湯気の煙の陰に隠れて見えなくなってしまっているが、どうやら他にも何人かの人間がいなくなっているようだ。一体、彼女たちはどこにいったのだろう。
「ッ! 気が付いたのね……」
「!」
その時だ。そんな声が聞こえて来たのは。
見ると、泉の上に巨乳のお姉さんがいるではありませんか。一体、彼女は誰なのでしょうか。他の人たちが眠りに入っているこの現状で、敵、というのだけは一番避けたい事象ですが。

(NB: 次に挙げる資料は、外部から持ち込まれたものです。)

//! Readiness multiplexer.
//!
//! Thin owner of a `mio::Poll` (epoll on Linux, kqueue on macOS). mio always
//! registers sources edge-triggered, so a descriptor is reported once per
//! transition to readable and the consumer must drain it to `EWOULDBLOCK`.
//!
//! Sources are registered by raw descriptor and correlated through a `Token`
//! chosen by the caller; no pointers are stored in kernel records.

use crate::error::{Error, Result};
use mio::unix::SourceFd;
use mio::{Events, Interest, Poll, Token};
use std::io;
use std::os::unix::io::RawFd;
use std::time::Duration;

/// Condition flags observed for one token in a wait batch.
#[derive(Debug, Clone, Copy, PartialEq, Eq)]
pub struct Readiness {
    pub token: Token,
    pub readable: bool,
    pub error: bool,
    /// Both directions closed (`EPOLLHUP`). A peer half-close only shows up
    /// as readable data followed by end-of-stream.
    pub hangup: bool,
}

impl Readiness {
    /// True when the entry cannot be serviced by a read or accept.
    pub fn is_failure(&self) -> bool {
        self.error || self.hangup || !self.readable
    }
}

impl From<&mio::event::Event> for Readiness {
    fn from(event: &mio::event::Event) -> Self {
        Self {
            token: event.token(),
            readable: event.is_readable(),
            error: event.is_error(),
            hangup: event.is_read_closed() && event.is_write_closed(),
        }
    }
}

pub struct Multiplexer {
    poll: Poll,
    events: Events,
}

impl Multiplexer {
    /// Create the kernel context with room for `capacity` events per wait.
    pub fn new(capacity: usize) -> Result<Self> {
        let poll = Poll::new().map_err(Error::MultiplexerCreate)?;
        Ok(Self {
            poll,
            events: Events::with_capacity(capacity),
        })
    }

    /// Register `fd` for edge-triggered read readiness under `token`.
    ///
    /// On epoll, registering a descriptor that is already registered fails.
    pub fn register(&self, fd: RawFd, token: Token) -> Result<()> {
        self.poll
            .registry()
            .register(&mut SourceFd(&fd), token, Interest::READABLE)
            .map_err(|source| Error::Register { fd, source })
    }

    /// Remove `fd` from the interest list. Must happen before the descriptor
    /// is closed so a reused descriptor number never inherits the old entry.
    pub fn deregister(&self, fd: RawFd) -> io::Result<()> {
        self.poll.registry().deregister(&mut SourceFd(&fd))
    }

    /// Block until at least one source is ready or `timeout` elapses, then
    /// replace the contents of `batch` with the observed events.
    ///
    /// `None` blocks indefinitely. An interrupted wait yields an empty batch.
    pub fn wait(&mut self, batch: &mut Vec<Readiness>, timeout: Option<Duration>) -> Result<()> {
        batch.clear();

        match self.poll.poll(&mut self.events, timeout) {
            Ok(()) => {}
            Err(e) if e.kind() == io::ErrorKind::Interrupted => return Ok(()),
            Err(e) => return Err(Error::Wait(e)),
        }

        batch.extend(self.events.iter().map(Readiness::from));
        Ok(())
    }

    pub fn capacity(&self) -> usize {
        self.events.capacity()
    }
}

#[cfg(test)]
mod tests {
    use super::*;
    use std::io::Write;
    use std::net::{TcpListener, TcpStream};
    use std::os::unix::io::AsRawFd;

    const SHORT: Option<Duration> = Some(Duration::from_millis(100));

    fn nonblocking_listener() -> TcpListener {
        let listener = TcpListener::bind("127.0.0.1:0").unwrap();
        listener.set_nonblocking(true).unwrap();
        listener
    }

    #[test]
    fn test_wait_times_out_with_empty_batch() {
        let mut mux = Multiplexer::new(8).unwrap();
        assert_eq!(mux.capacity(), 8);

        let mut batch = vec![Readiness {
            token: Token(3),
            readable: true,
            error: false,
            hangup: false,
        }];
        mux.wait(&mut batch, Some(Duration::from_millis(10))).unwrap();
        assert!(batch.is_empty());
    }

    #[test]
    fn test_listener_readiness_reported_under_token() {
        let mut mux = Multiplexer::new(8).unwrap();
        let listener = nonblocking_listener();
        mux.register(listener.as_raw_fd(), Token(42)).unwrap();

        let _client = TcpStream::connect(listener.local_addr().unwrap()).unwrap();

        let mut batch = Vec::new();
        mux.wait(&mut batch, SHORT).unwrap();
        assert_eq!(batch.len(), 1);
        assert_eq!(batch[0].token, Token(42));
        assert!(batch[0].readable);
        assert!(!batch[0].is_failure());
    }

    #[test]
    fn test_edge_triggered_reports_transition_once() {
        let mut mux = Multiplexer::new(8).unwrap();
        let listener = nonblocking_listener();
        mux.register(listener.as_raw_fd(), Token(1)).unwrap();

        let _client = TcpStream::connect(listener.local_addr().unwrap()).unwrap();

        let mut batch = Vec::new();
        mux.wait(&mut batch, SHORT).unwrap();
        assert_eq!(batch.len(), 1);

        // The pending connection was never accepted, yet no new event fires.
        mux.wait(&mut batch, SHORT).unwrap();
        assert!(batch.is_empty());
    }

    #[test]
    fn test_half_close_is_readable_not_hangup() {
        let mut mux = Multiplexer::new(8).unwrap();
        let listener = TcpListener::bind("127.0.0.1:0").unwrap();
        let mut client = TcpStream::connect(listener.local_addr().unwrap()).unwrap();
        let (server_side, _) = listener.accept().unwrap();
        server_side.set_nonblocking(true).unwrap();
        mux.register(server_side.as_raw_fd(), Token(5)).unwrap();

        client.write_all(b"ping").unwrap();
        client.shutdown(std::net::Shutdown::Write).unwrap();

        let mut batch = Vec::new();
        mux.wait(&mut batch, SHORT).unwrap();
        assert_eq!(batch.len(), 1);
        assert!(batch[0].readable);
        assert!(!batch[0].hangup);
        assert!(!batch[0].error);
    }

    // kqueue silently updates an existing registration.
    #[cfg(target_os = "linux")]
    #[test]
    fn test_double_registration_fails() {
        let mux = Multiplexer::new(8).unwrap();
        let listener = nonblocking_listener();
        let fd = listener.as_raw_fd();

        mux.register(fd, Token(1)).unwrap();
        let err = mux.register(fd, Token(2)).unwrap_err();
        assert!(matches!(err, Error::Register { fd: f, .. } if f == fd));

        mux.deregister(fd).unwrap();
        mux.register(fd, Token(2)).unwrap();
    }

    #[test]
    fn test_failure_classification() {
        let base = Readiness {
            token: Token(0),
            readable: true,
            error: false,
            hangup: false,
        };
        assert!(!base.is_failure());
        assert!(Readiness { error: true, ..base }.is_failure());
        assert!(Readiness { hangup: true, ..base }.is_failure());
        assert!(Readiness { readable: false, ..base }.is_failure());
    }
}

「この状況で目覚めるなんて……まさかあなたも……いえ、違う。これはむしろ審判の湯の方が変質した?」
と言いながら、お姉さんは思考の中に入ってしまったので、私は後ろにいる人を起こすことにします。
「タリンさん! 起きてください! タリンさん!」
と、とりあえず近場にいたタリンを起こそうとしたが、しかしどれだけ揺さぶっても彼女は起きそうにもありません。
どうやら、ただ気を失っているだけではないように思えます。なんだか、深い眠りの世界に入ってしまっているような。
「無駄よ。この湯気の中で目覚められるのは、資格のある者だけ……でも、まさかあの二人がそれ以上だったなんて思わなかったけど……」
「あの、二人?」
「……」
この人は、一体何を言っているのでしょうか。私にはさっぱりと分かりません。
「二人って、誰の事で」
「……ううん。それだけじゃないわね。あなたの後ろにいた者たちも……また」
「……」
どうやら、思考のるつぼに入ってしまって私の話を聞いてくれていない様でした。私は、腹の底からの大声を張り上げて行ってみます。
「教えてください! 皆さんは、どこにいったんですか!? あなたは、一体何を……」
「もう、彼女たちは私の審判を超えた先に行ってしまった。これも、アイツの策略なの……?」
「え?」
女性は、少しだけ悲しそうな顔を浮かべると言う。
「誰か一人でも、あの場所にたどり着きさえすれば……」
「……」
私にはそのつぶやきの意味は全く分かりませんでした。
ですが、これだけは分かります。どうやら、リュカさんたちはとても危険な場所に行ってしまったという事。
それ自体はいつもの事なので仕方ないと言えば仕方ないのですが。
「それより貴方」
「え?」
「ちょっとお姉さんといいことしない?」
「へ?」
「本当はあの子たちに継いでもらいたかったけど、≪アイツ≫のせいでご破算になっちゃったし、貴方なら、きっといいご主人様になりそうな気がする」
「えっと、あの」
「うん、これならあの子との主従関係も守ったままにできるし、その方がいいわね」
「お~い……」
何か、嫌な予感がした。と思ったが最後、私はウワンの術中にはまり、あれよあれよという間に服を脱がされて温泉の中に入れられました。
正直、目が覚めてからこうなってしまうまでの時間があまりにも早すぎて、脳の処理が追い付いていないのですが、誰か説明してください。
そんなエリスの懇願は上空に消える湯気のように消え去ってしまうのであった。